◆ WHAT THE EXERCISE ASKS: Some of the lines below need repeating. Reproduce exactly those between the lines holding "pub struct CleanupReport" and "assert!(BulkTaskUpdate::default().is_empty());", inclusive.

◆ PROVIDED ENTRIES:
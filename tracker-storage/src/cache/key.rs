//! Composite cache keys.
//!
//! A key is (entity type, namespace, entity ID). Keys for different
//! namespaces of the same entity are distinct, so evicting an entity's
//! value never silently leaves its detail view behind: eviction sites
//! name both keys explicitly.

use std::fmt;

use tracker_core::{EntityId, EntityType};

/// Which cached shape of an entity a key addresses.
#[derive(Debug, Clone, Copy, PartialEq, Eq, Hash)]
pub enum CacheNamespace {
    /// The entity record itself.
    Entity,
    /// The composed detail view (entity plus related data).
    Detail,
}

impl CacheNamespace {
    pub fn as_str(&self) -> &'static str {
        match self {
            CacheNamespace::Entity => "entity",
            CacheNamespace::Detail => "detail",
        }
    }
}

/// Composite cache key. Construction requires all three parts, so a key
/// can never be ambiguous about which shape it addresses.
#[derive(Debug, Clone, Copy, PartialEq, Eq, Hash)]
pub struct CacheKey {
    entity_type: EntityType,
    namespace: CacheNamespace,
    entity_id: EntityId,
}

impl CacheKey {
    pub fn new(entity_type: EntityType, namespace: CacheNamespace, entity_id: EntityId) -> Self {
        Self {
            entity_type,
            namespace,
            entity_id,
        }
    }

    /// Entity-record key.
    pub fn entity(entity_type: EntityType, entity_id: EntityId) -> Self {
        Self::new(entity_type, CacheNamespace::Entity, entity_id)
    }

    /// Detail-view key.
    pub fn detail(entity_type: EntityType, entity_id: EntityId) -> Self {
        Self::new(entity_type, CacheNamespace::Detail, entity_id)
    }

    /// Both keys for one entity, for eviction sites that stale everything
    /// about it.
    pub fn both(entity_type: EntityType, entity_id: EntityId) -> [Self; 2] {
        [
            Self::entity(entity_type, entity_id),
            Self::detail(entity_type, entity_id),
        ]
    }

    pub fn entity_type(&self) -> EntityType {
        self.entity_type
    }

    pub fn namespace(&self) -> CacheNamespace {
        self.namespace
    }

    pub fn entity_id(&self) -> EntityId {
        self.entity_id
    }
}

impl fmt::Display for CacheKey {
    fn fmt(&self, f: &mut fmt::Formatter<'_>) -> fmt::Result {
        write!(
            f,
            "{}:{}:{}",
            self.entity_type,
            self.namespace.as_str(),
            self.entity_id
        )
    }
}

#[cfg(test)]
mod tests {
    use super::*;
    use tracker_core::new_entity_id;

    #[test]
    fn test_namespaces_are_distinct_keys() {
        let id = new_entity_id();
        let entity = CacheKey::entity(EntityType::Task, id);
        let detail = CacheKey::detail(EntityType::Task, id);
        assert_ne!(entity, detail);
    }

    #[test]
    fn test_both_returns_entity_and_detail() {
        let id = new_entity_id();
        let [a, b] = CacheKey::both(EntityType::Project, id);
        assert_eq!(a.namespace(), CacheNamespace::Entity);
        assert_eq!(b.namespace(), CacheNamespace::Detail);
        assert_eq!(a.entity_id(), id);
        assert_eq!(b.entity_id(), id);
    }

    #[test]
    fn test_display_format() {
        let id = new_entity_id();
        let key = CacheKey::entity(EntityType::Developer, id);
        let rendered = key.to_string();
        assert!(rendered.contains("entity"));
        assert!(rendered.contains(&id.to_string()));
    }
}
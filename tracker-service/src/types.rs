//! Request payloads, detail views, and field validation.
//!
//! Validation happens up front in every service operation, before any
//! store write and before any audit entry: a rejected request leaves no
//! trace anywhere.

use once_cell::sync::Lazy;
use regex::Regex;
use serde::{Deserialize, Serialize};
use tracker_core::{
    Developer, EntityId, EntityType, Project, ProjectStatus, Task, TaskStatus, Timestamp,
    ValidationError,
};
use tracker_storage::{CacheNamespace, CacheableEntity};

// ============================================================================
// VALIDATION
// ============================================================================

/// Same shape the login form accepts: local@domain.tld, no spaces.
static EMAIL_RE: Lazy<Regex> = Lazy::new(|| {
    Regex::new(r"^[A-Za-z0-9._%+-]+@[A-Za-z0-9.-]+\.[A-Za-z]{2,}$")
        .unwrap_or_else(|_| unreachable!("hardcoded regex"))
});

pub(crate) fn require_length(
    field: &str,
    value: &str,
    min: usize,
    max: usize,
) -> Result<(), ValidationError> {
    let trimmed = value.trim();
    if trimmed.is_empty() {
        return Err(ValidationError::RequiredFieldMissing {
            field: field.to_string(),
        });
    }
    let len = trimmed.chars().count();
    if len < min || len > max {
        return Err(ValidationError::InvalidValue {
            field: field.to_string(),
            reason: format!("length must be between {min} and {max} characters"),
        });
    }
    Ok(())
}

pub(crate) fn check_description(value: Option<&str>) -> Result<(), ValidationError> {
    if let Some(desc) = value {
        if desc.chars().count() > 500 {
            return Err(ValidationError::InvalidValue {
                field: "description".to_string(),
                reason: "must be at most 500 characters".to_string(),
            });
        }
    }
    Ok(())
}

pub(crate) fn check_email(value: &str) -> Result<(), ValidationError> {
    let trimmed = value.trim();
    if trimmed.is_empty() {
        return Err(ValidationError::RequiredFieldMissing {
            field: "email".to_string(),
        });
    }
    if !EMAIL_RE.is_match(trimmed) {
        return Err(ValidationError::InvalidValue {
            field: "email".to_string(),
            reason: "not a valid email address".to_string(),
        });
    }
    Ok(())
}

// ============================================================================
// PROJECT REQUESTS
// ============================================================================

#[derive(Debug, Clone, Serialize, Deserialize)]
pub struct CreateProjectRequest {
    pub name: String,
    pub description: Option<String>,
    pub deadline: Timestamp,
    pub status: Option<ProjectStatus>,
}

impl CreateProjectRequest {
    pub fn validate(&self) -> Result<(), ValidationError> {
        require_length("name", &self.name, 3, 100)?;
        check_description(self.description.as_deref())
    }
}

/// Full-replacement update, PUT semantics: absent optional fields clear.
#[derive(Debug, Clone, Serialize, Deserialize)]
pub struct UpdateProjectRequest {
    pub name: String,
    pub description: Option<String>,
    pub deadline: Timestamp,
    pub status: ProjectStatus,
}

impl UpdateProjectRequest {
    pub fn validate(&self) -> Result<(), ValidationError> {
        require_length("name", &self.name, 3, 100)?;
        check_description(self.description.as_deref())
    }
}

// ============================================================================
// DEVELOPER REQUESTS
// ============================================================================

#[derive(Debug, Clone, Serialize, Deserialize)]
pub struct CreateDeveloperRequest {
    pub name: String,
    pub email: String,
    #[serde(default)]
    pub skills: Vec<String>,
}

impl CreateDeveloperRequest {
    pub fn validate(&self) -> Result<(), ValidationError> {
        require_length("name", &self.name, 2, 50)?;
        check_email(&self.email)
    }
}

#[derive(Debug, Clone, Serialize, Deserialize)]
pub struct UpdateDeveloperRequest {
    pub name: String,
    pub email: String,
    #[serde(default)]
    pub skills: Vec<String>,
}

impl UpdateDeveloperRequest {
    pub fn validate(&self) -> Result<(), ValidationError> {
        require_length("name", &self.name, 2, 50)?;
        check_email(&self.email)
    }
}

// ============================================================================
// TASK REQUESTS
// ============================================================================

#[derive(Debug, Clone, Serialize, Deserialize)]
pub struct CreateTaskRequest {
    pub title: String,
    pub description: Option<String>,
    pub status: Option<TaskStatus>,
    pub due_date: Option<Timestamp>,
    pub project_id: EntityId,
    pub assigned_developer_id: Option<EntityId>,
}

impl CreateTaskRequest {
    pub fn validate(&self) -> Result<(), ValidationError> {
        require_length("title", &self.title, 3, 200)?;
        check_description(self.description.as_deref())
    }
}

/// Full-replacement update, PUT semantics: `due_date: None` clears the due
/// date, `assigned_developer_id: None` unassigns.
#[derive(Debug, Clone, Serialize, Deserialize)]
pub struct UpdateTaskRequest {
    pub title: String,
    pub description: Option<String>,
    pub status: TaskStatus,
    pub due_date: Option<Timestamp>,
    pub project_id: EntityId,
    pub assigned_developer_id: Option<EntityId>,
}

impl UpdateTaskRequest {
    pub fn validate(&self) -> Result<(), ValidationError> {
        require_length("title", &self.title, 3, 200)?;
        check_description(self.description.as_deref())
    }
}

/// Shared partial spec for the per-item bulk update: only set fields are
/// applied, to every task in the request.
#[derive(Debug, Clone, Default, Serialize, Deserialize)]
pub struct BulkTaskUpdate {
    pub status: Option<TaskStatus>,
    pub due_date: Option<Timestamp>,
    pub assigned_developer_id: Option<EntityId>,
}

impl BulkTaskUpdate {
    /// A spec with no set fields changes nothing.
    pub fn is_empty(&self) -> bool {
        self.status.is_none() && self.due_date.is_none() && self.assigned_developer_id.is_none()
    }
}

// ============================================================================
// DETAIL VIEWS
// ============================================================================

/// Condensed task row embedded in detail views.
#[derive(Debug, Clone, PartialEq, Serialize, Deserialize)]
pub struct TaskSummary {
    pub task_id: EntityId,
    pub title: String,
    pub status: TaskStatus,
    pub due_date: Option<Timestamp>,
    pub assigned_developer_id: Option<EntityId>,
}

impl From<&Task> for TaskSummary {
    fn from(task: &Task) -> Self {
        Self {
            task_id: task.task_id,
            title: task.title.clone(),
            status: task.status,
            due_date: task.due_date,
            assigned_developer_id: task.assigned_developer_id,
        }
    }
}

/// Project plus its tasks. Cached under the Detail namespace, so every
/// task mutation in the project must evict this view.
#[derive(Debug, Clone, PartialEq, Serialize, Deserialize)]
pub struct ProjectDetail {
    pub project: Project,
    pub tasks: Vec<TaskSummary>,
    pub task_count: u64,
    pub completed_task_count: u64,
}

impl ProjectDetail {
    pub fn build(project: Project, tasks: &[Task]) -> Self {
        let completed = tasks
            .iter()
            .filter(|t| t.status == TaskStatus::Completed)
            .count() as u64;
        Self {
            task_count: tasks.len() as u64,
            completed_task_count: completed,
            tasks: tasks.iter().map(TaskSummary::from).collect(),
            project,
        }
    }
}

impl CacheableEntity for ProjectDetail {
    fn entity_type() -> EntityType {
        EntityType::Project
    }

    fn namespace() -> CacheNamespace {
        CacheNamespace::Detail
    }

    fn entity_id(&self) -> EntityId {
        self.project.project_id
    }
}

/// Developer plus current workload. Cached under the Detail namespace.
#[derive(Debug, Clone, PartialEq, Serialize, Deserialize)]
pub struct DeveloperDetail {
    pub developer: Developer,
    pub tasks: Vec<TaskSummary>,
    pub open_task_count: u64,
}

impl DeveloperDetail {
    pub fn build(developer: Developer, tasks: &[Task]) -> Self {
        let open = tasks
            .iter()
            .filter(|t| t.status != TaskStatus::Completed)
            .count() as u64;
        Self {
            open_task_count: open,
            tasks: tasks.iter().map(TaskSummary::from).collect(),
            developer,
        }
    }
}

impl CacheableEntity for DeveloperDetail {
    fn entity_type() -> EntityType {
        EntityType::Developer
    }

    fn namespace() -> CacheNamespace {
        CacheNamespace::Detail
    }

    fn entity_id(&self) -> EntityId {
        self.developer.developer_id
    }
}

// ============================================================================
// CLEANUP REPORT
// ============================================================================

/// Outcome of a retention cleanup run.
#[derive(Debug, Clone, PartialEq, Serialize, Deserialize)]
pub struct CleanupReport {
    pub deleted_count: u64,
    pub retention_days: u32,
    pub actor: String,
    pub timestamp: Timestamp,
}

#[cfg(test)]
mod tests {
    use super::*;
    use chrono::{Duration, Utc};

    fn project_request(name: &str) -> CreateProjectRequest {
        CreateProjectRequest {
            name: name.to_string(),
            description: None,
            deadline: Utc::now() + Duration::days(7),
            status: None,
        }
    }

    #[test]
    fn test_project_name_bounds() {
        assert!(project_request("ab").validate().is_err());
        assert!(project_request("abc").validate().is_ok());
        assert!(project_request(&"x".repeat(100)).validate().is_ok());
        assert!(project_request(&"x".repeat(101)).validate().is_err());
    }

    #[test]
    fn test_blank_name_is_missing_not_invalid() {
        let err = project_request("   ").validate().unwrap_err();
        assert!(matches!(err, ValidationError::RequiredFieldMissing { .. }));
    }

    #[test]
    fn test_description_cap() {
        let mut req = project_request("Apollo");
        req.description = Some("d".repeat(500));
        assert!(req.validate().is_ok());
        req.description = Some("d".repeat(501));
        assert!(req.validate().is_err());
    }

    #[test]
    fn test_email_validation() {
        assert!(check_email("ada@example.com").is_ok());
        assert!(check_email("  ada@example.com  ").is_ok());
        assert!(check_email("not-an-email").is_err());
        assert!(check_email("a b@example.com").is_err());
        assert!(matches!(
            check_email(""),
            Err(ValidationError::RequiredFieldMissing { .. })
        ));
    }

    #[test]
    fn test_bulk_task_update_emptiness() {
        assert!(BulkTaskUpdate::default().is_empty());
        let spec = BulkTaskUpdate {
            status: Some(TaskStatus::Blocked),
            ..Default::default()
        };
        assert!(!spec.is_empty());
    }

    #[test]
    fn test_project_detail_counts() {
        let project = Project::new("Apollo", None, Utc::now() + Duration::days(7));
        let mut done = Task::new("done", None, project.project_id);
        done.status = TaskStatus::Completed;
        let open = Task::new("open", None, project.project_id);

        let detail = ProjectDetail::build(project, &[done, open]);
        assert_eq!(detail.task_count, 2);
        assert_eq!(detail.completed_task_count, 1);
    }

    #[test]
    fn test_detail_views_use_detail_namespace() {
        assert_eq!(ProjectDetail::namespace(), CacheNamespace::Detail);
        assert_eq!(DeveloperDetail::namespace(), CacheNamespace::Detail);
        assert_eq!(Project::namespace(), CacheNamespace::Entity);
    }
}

◆ WRITTEN SOLUTION:
pub struct CleanupReport {
    pub deleted_count: u64,
    pub retention_days: u32,
    pub actor: String,
    pub timestamp: Timestamp,
}

#[cfg(test)]
mod tests {
    use super::*;
    use chrono::{Duration, Utc};

    fn project_request(name: &str) -> CreateProjectRequest {
        CreateProjectRequest {
            name: name.to_string(),
            description: None,
            deadline: Utc::now() + Duration::days(7),
            status: None,
        }
    }

    #[test]
    fn test_project_name_bounds() {
        assert!(project_request("ab").validate().is_err());
        assert!(project_request("abc").validate().is_ok());
        assert!(project_request(&"x".repeat(100)).validate().is_ok());
        assert!(project_request(&"x".repeat(101)).validate().is_err());
    }

    #[test]
    fn test_blank_name_is_missing_not_invalid() {
        let err = project_request("   ").validate().unwrap_err();
        assert!(matches!(err, ValidationError::RequiredFieldMissing { .. }));
    }

    #[test]
    fn test_description_cap() {
        let mut req = project_request("Apollo");
        req.description = Some("d".repeat(500));
        assert!(req.validate().is_ok());
        req.description = Some("d".repeat(501));
        assert!(req.validate().is_err());
    }

    #[test]
    fn test_email_validation() {
        assert!(check_email("ada@example.com").is_ok());
        assert!(check_email("  ada@example.com  ").is_ok());
        assert!(check_email("not-an-email").is_err());
        assert!(check_email("a b@example.com").is_err());
        assert!(matches!(
            check_email(""),
            Err(ValidationError::RequiredFieldMissing { .. })
        ));
    }

    #[test]
    fn test_bulk_task_update_emptiness() {
        assert!(BulkTaskUpdate::default().is_empty());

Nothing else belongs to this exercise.